Em conversa com Opera Mundi, Julio Salazar defendeu que o partido está saindo vitorioso, porque durante o governo ganhou o coração de setores mais amplos da sociedade. “Antes o instrumento político era impulsionado pelos cocaleiros e por alguns outros setores, mas agora temos mineiros, comerciantes e intelectuais de classe média”, afirmou.

Além disso, a boa performance da Bolívia em um ano de crise econômica – o país deve ter o maior crescimento da América Latina, 3%, segundo o FMI (Fundo Monetário Internacional) – teria demonstrado a capacidade administrativa do governo. “Há mais investimentos públicos, obras, isso gera mais trabalho e assim vamos ganhando o apoio das pessoas da cidade, que antes tinham preconceito com o MAS, e nos unindo ideologicamente”.



Mineiros participam da conclusão da campanha do MAS em La Paz



No entanto, para o advogado José Gutiérrez, uma das lideranças do Comitê de Água de Cochabamba e ex-dirigente da Central Trabalhadora Boliviana, o bom desempenho na campanha é apenas mais um passo no processo de mudanças, que está longe de terminar.

“O ano que vem será difícil, porque agora é preciso materializar o que está escrito na Constituição.

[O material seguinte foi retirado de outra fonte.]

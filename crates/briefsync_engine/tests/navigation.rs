//! Integration tests for moving briefcases through the change-set history.

use briefsync_testkit::prelude::*;
use proptest::prelude::*;
use serde_json::json;

fn drain(rx: &mut tokio::sync::broadcast::Receiver<SyncEvent>) -> Vec<SyncEvent> {
    let mut events = Vec::new();
    while let Ok(event) = rx.try_recv() {
        events.push(event);
    }
    events
}

#[tokio::test]
async fn empty_target_id_lists_nothing() {
    let env = TestEnv::new();
    let (repo, history) = env.seed_repository(2);

    let found = env
        .manager
        .download_change_sets(repo, &history[0].id, "", &CancellationHandle::new())
        .await
        .unwrap();

    assert!(found.is_empty());
    assert_eq!(env.remote().calls().list, 0);
}

#[tokio::test]
async fn equal_ids_list_nothing() {
    let env = TestEnv::new();
    let (repo, history) = env.seed_repository(2);

    let found = env
        .manager
        .download_change_sets(repo, &history[1].id, &history[1].id, &CancellationHandle::new())
        .await
        .unwrap();

    assert!(found.is_empty());
    assert_eq!(env.remote().calls().list, 0);
    assert_eq!(env.remote().calls().download, 0);
}

#[tokio::test]
async fn downloads_the_half_open_range_once() {
    let env = TestEnv::new();
    let (repo, history) = env.seed_repository(4);
    let cancel = CancellationHandle::new();

    let found = env
        .manager
        .download_change_sets(repo, &history[0].id, &history[3].id, &cancel)
        .await
        .unwrap();
    let indices: Vec<u64> = found.iter().map(|cs| cs.index).collect();
    assert_eq!(indices, vec![2, 3, 4]);
    assert_eq!(env.remote().calls().files_downloaded, 3);

    let dir = env.manager.cache().change_sets_dir(repo);
    assert!(found.iter().all(|cs| dir.join(cs.file_name()).is_file()));

    env.manager
        .download_change_sets(repo, "", &history[3].id, &cancel)
        .await
        .unwrap();
    assert_eq!(env.remote().calls().files_downloaded, 4);
}

#[tokio::test]
async fn unknown_range_end_is_not_found() {
    let env = TestEnv::new();
    let (repo, history) = env.seed_repository(1);

    let err = env
        .manager
        .download_change_sets(repo, &history[0].id, "nope", &CancellationHandle::new())
        .await
        .unwrap_err();
    assert_eq!(err.kind(), ErrorKind::NotFound);
}

#[tokio::test]
async fn pull_merges_new_change_sets() {
    let env = TestEnv::new();
    let (repo, history) = env.seed_repository(2);
    let mut briefcase = env.download(repo, &VersionRef::Latest).await;
    let mut rx = env.manager.subscribe();
    env.remote().append_ops(repo, seed_ops(3));
    let tip = env.remote().append_ops(repo, seed_ops(4));

    let outcome = env
        .manager
        .pull_and_merge(&mut briefcase, &VersionRef::Latest)
        .await
        .unwrap();

    assert_eq!(outcome.plan, SyncPlan::Merge { to: tip.position() });
    assert_eq!(outcome.position, tip.position());
    assert!(outcome.rebase.is_none());
    assert_eq!(records_of(&briefcase), env.records_at(repo, 4));
    assert_ne!(briefcase.header().unwrap().parent_change_set_id, history[1].id);

    let events = drain(&mut rx);
    assert_eq!(
        events,
        vec![SyncEvent::Applied {
            repository: repo,
            replica: briefcase.replica_id(),
            option: ApplyOption::Merge,
            position: tip.position(),
            success: true,
        }]
    );
}

#[tokio::test]
async fn pull_keeps_pending_local_changes() {
    let env = TestEnv::new();
    let (repo, _) = env.seed_repository(2);
    let mut briefcase = env.download(repo, &VersionRef::Latest).await;
    briefcase
        .handle_mut()
        .edit("e1", "Pump", "label", json!("mine"))
        .unwrap();
    briefcase.handle_mut().save_changes().unwrap();
    env.remote().append_ops(repo, seed_ops(3));

    env.manager
        .pull_and_merge(&mut briefcase, &VersionRef::Latest)
        .await
        .unwrap();

    let handle = briefcase.handle();
    assert!(handle.has_pending_txns());
    assert_eq!(handle.value("e1", "Pump", "label"), Some(json!("mine")));
    assert_eq!(handle.value("e0", "Pump", "flow"), Some(json!(3)));
}

#[tokio::test]
async fn same_position_is_a_no_op() {
    let env = TestEnv::new();
    let (repo, _) = env.seed_repository(3);
    let mut briefcase = env.download(repo, &VersionRef::Latest).await;
    let downloads = env.remote().calls().download;
    let applies = env.engine.sync_applies();

    let outcome = env
        .manager
        .process_change_sets(&mut briefcase, &VersionRef::Latest, &CancellationHandle::new())
        .await
        .unwrap();

    assert!(outcome.plan.is_noop());
    assert_eq!(env.remote().calls().download, downloads);
    assert_eq!(env.engine.sync_applies(), applies);
}

#[tokio::test]
async fn reverse_then_reinstate_restores_records() {
    let env = TestEnv::new();
    let (repo, history) = env.seed_repository(5);
    let mut briefcase = env.download(repo, &VersionRef::Latest).await;

    let outcome = env
        .manager
        .reverse(&mut briefcase, &version_at(&history, 2))
        .await
        .unwrap();
    assert_eq!(outcome.position, history[1].position());
    assert_eq!(records_of(&briefcase), env.records_at(repo, 2));
    let header = briefcase.header().unwrap();
    assert_eq!(header.parent_change_set_id, history[4].id);
    assert_eq!(header.reversed_change_set_id.as_deref(), Some(history[1].id.as_str()));

    let outcome = env.manager.reinstate(&mut briefcase, None).await.unwrap();
    assert_eq!(outcome.position, history[4].position());
    assert_eq!(records_of(&briefcase), env.records_at(repo, 5));
    assert_eq!(briefcase.header().unwrap().reversed_change_set_id, None);
}

#[tokio::test]
async fn reverse_to_first_empties_the_records() {
    let env = TestEnv::new();
    let (repo, history) = env.seed_repository(3);
    let mut briefcase = env.download(repo, &VersionRef::Latest).await;
    let mut rx = env.manager.subscribe();

    env.manager
        .reverse(&mut briefcase, &VersionRef::First)
        .await
        .unwrap();

    assert!(records_of(&briefcase).is_empty());
    let position = env.manager.replica_position(&briefcase).await.unwrap();
    assert!(position.current().is_initial());
    assert_eq!(position.parent(), &history[2].position());
    assert!(matches!(
        drain(&mut rx).as_slice(),
        [SyncEvent::Applied { option: ApplyOption::Reverse, success: true, position, .. }]
            if position.is_initial()
    ));
}

#[tokio::test]
async fn reverse_refuses_to_move_forward() {
    let env = TestEnv::new();
    let (repo, history) = env.seed_repository(3);
    let mut briefcase = env.download(repo, &VersionRef::Latest).await;
    env.manager
        .reverse(&mut briefcase, &version_at(&history, 1))
        .await
        .unwrap();

    let err = env
        .manager
        .reverse(&mut briefcase, &version_at(&history, 2))
        .await
        .unwrap_err();
    assert_eq!(err.kind(), ErrorKind::InvalidState);
}

#[tokio::test]
async fn reinstate_requires_reversed_state() {
    let env = TestEnv::new();
    let (repo, _) = env.seed_repository(2);
    let mut briefcase = env.download(repo, &VersionRef::Latest).await;

    let err = env.manager.reinstate(&mut briefcase, None).await.unwrap_err();
    assert_eq!(err.kind(), ErrorKind::InvalidState);
}

#[tokio::test]
async fn reinstate_rejects_targets_outside_the_reversed_range() {
    let env = TestEnv::new();
    let (repo, history) = env.seed_repository(4);
    let mut briefcase = env.download(repo, &version_at(&history, 3)).await;
    env.manager
        .reverse(&mut briefcase, &version_at(&history, 2))
        .await
        .unwrap();

    let err = env
        .manager
        .reinstate(&mut briefcase, Some(&version_at(&history, 1)))
        .await
        .unwrap_err();
    assert_eq!(err.kind(), ErrorKind::InvalidState);

    let err = env
        .manager
        .reinstate(&mut briefcase, Some(&VersionRef::Latest))
        .await
        .unwrap_err();
    assert_eq!(err.kind(), ErrorKind::InvalidState);
}

#[tokio::test]
async fn pull_while_reversed_reinstates_then_merges() {
    let env = TestEnv::new();
    let (repo, history) = env.seed_repository(3);
    let mut briefcase = env.download(repo, &VersionRef::Latest).await;
    env.manager
        .reverse(&mut briefcase, &version_at(&history, 1))
        .await
        .unwrap();
    env.remote().append_ops(repo, seed_ops(4));
    let tip = env.remote().append_ops(repo, seed_ops(5));

    let outcome = env
        .manager
        .pull_and_merge(&mut briefcase, &VersionRef::Latest)
        .await
        .unwrap();

    assert_eq!(
        outcome.plan,
        SyncPlan::ReinstateThenMerge {
            reinstate_to: history[2].position(),
            merge_to: tip.position(),
        }
    );
    assert_eq!(records_of(&briefcase), env.records_at(repo, 5));
    assert_eq!(briefcase.header().unwrap().reversed_change_set_id, None);
}

#[tokio::test]
async fn navigation_with_pending_transactions_is_refused() {
    let env = TestEnv::new();
    let (repo, history) = env.seed_repository(3);
    let mut briefcase = env.download(repo, &VersionRef::Latest).await;
    briefcase
        .handle_mut()
        .edit("e0", "Pump", "flow", json!(7))
        .unwrap();
    briefcase.handle_mut().save_changes().unwrap();

    let err = env
        .manager
        .reverse(&mut briefcase, &version_at(&history, 1))
        .await
        .unwrap_err();
    assert_eq!(err.kind(), ErrorKind::InvalidState);
    assert_eq!(briefcase.handle().value("e0", "Pump", "flow"), Some(json!(7)));
}

#[tokio::test]
async fn unsaved_changes_block_processing() {
    let env = TestEnv::new();
    let (repo, _) = env.seed_repository(1);
    let mut briefcase = env.download(repo, &VersionRef::Latest).await;
    env.remote().append_ops(repo, seed_ops(2));
    briefcase
        .handle_mut()
        .edit("e0", "Pump", "flow", json!(9))
        .unwrap();

    let err = env
        .manager
        .pull_and_merge(&mut briefcase, &VersionRef::Latest)
        .await
        .unwrap_err();
    assert_eq!(err.kind(), ErrorKind::InvalidState);

    briefcase.handle_mut().abandon_changes().unwrap();
    env.manager
        .pull_and_merge(&mut briefcase, &VersionRef::Latest)
        .await
        .unwrap();
    assert_eq!(records_of(&briefcase), env.records_at(repo, 2));
}

#[tokio::test]
async fn read_only_briefcases_cannot_move() {
    let env = TestEnv::new();
    let (repo, _) = env.seed_repository(1);
    let replica = env.download(repo, &VersionRef::Latest).await.replica_id();
    env.remote().append_ops(repo, seed_ops(2));
    let mut briefcase = env.manager.open(repo, replica, OpenMode::ReadOnly).unwrap();

    let err = env
        .manager
        .pull_and_merge(&mut briefcase, &VersionRef::Latest)
        .await
        .unwrap_err();
    assert_eq!(err.kind(), ErrorKind::InvalidState);
}

#[tokio::test]
async fn failed_apply_stops_at_the_last_good_change_set() {
    let env = TestEnv::new();
    let (repo, history) = env.seed_repository(2);
    let mut briefcase = env.download(repo, &VersionRef::Latest).await;
    let third = env.remote().append_ops(repo, seed_ops(3));
    let fourth = env.remote().append_ops(repo, seed_ops(4));
    env.engine.fail_apply_of(fourth.id.clone());

    let err = env
        .manager
        .pull_and_merge(&mut briefcase, &VersionRef::Latest)
        .await
        .unwrap_err();

    assert_eq!(err.kind(), ErrorKind::ApplyError);
    assert!(matches!(err, SyncError::Apply { status: Some(STATUS_INJECTED), .. }));
    let position = env.manager.replica_position(&briefcase).await.unwrap();
    assert_eq!(position.current(), &third.position());
    assert_ne!(position.current(), &history[1].position());
}

#[tokio::test]
async fn large_batches_apply_off_task() {
    let env = TestEnv::with_config(|config| config.with_async_apply_threshold(0));
    let (repo, _) = env.seed_repository(1);
    let mut briefcase = env.download(repo, &VersionRef::Latest).await;
    env.remote().append_ops(repo, seed_ops(2));
    let tip = env.remote().append_ops(repo, seed_ops(3));
    let sync_before = env.engine.sync_applies();
    let batch_before = env.engine.batch_applies();
    let mut rx = env.manager.subscribe();

    env.manager
        .pull_and_merge(&mut briefcase, &VersionRef::Latest)
        .await
        .unwrap();

    assert_eq!(env.engine.sync_applies(), sync_before);
    assert_eq!(env.engine.batch_applies(), batch_before + 1);
    assert!(briefcase.handle().is_open());
    assert_eq!(briefcase.handle().open_mode(), OpenMode::ReadWrite);
    assert_eq!(records_of(&briefcase), env.records_at(repo, 3));
    assert!(matches!(
        drain(&mut rx).as_slice(),
        [SyncEvent::Applied { success: true, position, .. }] if *position == tip.position()
    ));
}

#[tokio::test]
async fn reopen_failure_after_async_apply() {
    let env = TestEnv::with_config(|config| config.with_async_apply_threshold(0));
    let (repo, _) = env.seed_repository(1);
    let mut briefcase = env.download(repo, &VersionRef::Latest).await;
    env.remote().append_ops(repo, seed_ops(2));
    env.engine.fail_next_reopen();
    let mut rx = env.manager.subscribe();

    let err = env
        .manager
        .pull_and_merge(&mut briefcase, &VersionRef::Latest)
        .await
        .unwrap_err();

    assert_eq!(err.kind(), ErrorKind::ApplyError);
    assert!(!briefcase.handle().is_open());
    assert!(matches!(
        drain(&mut rx).as_slice(),
        [SyncEvent::Applied { success: false, .. }]
    ));

    briefcase.handle_mut().reopen(OpenMode::ReadWrite).unwrap();
    assert_eq!(records_of(&briefcase), env.records_at(repo, 2));
}

#[tokio::test]
async fn schema_change_sets_apply_off_task() {
    let env = TestEnv::new();
    let (repo, _) = env.seed_repository(1);
    let mut briefcase = env.download(repo, &VersionRef::Latest).await;
    let delta = SchemaDelta::new("Plant", 2).with_change(SchemaChange::AddClass {
        class: "Valve".into(),
    });
    let file = ChangeSetFile::new(env.remote().tip(repo).id, Vec::new(), Some(delta), Vec::new());
    env.remote().append(repo, &file, "add valve");
    let batch_before = env.engine.batch_applies();

    env.manager
        .pull_and_merge(&mut briefcase, &VersionRef::Latest)
        .await
        .unwrap();

    assert_eq!(env.engine.batch_applies(), batch_before + 1);
    assert_eq!(briefcase.handle().schema_version("Plant"), Some(2));
}

fn runtime() -> tokio::runtime::Runtime {
    tokio::runtime::Builder::new_current_thread()
        .enable_all()
        .build()
        .unwrap()
}

proptest! {
    #![proptest_config(ProptestConfig::with_cases(16))]

    #[test]
    fn reverse_and_reinstate_track_history((len, reverse_to, reinstate_to) in navigation_strategy()) {
        runtime().block_on(async {
            let env = TestEnv::new();
            let (repo, history) = env.seed_repository(len);
            let mut briefcase = env.download(repo, &VersionRef::Latest).await;

            env.manager
                .reverse(&mut briefcase, &version_at(&history, reverse_to))
                .await
                .unwrap();
            assert_eq!(records_of(&briefcase), env.records_at(repo, reverse_to));

            if reverse_to < len {
                env.manager
                    .reinstate(&mut briefcase, Some(&version_at(&history, reinstate_to)))
                    .await
                    .unwrap();
            }
            assert_eq!(records_of(&briefcase), env.records_at(repo, reinstate_to.max(reverse_to)));

            env.manager
                .pull_and_merge(&mut briefcase, &VersionRef::Latest)
                .await
                .unwrap();
            assert_eq!(records_of(&briefcase), env.records_at(repo, len));
            assert_eq!(briefcase.header().unwrap().reversed_change_set_id, None);
        });
    }
}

Temos que consolidar mecanismos que dêem mais acesso às estruturas do estado, controle público nas empresas estatais. Só assim as políticas de bem-estar vão ser mais concretas e menos paternalistas”.

Cabe aos movimentos sociais pressionar para essas mudanças. “Temos que ser muito cuidadosos nas demandas para que não se coopte a energia dos movimentos sociais e independência. Temos que manter a capacidade de exercer autoridade reflexiva sobre o que representa o comportamento dos seus lideres”, analisou.

Mesmo assim, para ele, algumas mudanças já alcançadas são irreversíveis – especialmente no papel das populações que até então foram sempre excluídas do processo político. O recorde de participação nessas eleições, onde mais de cinco milhões de eleitores devem votar, seria um claro sinal.

Vídeo documenta as mudanças sociais na Bolívia

“Evo é parte do processo, mas o processo não é só Evo. Nesse momento, ele joga um papel importante no que envolve possibilitar o reconhecimento da condição e da qualidade das pessoas como agentes políticos.”

Mais que isso, a liderança pessoal do presidente tem levado a uma inversão de valores sociais que, para ele, é irreversível. “A história dificilmente vai poder voltar atrás. O racismo que vivíamos antes não voltam mais, nem a atitude de bater na costas, atitude paternalista com relação aos indígenas. Hoje essa elite se incomoda quando esses indígenas, com seu cheiro, sua forma de ser, suas roupas, se sentam ao lado dele e começam a falar de igual pra igual. Mas é assim que vai ser daqui pra frente”, conclui.